THE RECORDS>
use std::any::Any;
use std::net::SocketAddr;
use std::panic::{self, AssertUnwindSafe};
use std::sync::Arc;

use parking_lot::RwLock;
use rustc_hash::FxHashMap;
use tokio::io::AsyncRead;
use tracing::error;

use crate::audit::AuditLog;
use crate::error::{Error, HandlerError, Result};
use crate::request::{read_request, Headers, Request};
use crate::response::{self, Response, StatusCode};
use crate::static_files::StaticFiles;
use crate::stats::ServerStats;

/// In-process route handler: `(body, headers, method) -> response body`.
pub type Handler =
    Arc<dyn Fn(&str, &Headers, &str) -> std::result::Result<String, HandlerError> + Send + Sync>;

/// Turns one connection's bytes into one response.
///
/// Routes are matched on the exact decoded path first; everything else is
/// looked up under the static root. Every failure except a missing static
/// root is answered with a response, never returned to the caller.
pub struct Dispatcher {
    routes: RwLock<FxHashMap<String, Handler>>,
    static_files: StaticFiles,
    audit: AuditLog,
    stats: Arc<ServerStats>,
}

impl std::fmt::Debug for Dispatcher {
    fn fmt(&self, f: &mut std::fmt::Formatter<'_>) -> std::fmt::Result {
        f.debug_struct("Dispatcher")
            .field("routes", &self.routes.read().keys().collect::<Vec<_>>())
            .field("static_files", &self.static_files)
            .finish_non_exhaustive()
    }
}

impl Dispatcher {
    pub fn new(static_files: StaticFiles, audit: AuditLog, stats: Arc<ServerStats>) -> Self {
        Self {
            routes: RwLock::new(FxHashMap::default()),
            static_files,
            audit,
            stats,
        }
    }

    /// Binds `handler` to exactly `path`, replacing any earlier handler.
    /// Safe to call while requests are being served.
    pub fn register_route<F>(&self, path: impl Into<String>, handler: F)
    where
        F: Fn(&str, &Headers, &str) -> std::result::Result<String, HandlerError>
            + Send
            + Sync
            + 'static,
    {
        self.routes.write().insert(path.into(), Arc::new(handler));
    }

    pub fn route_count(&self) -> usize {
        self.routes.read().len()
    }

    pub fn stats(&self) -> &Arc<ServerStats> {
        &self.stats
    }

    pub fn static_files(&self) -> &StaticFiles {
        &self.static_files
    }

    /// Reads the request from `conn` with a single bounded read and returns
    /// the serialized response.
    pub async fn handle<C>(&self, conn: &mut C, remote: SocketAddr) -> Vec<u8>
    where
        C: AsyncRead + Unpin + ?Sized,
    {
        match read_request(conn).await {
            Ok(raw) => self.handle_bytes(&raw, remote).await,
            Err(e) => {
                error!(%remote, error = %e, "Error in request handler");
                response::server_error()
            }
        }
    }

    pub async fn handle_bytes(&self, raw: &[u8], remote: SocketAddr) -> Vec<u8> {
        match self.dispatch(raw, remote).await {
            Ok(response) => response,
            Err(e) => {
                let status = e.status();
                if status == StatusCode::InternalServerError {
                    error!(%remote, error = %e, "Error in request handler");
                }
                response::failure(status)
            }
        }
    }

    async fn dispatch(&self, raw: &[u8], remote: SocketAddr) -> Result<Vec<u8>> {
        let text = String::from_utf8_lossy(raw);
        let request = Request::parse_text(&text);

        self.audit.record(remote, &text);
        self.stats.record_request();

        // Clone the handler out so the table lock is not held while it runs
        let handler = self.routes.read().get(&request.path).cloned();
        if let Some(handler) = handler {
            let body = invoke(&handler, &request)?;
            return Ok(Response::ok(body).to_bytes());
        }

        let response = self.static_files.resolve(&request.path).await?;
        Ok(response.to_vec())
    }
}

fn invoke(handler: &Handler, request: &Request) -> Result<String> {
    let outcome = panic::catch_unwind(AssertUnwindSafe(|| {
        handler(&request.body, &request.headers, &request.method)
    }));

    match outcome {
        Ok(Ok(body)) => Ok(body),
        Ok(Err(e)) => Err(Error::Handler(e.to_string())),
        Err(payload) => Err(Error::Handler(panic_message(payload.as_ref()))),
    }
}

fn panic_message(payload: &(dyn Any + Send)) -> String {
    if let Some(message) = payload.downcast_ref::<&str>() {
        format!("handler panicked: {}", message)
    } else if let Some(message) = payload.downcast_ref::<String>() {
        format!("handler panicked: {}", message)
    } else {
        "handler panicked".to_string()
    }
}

TASK TO CARRY OUT>
With the line that has "use rustc_hash::FxHashMap;" as the first and the line that has "pub type Handler" as the last, repeat exactly that run of lines above and no more.

WRITTEN SOLUTION>
use rustc_hash::FxHashMap;
use tokio::io::AsyncRead;
use tracing::error;

use crate::audit::AuditLog;
use crate::error::{Error, HandlerError, Result};
use crate::request::{read_request, Headers, Request};
use crate::response::{self, Response, StatusCode};
use crate::static_files::StaticFiles;
use crate::stats::ServerStats;

/// In-process route handler: `(body, headers, method) -> response body`.
pub type Handler =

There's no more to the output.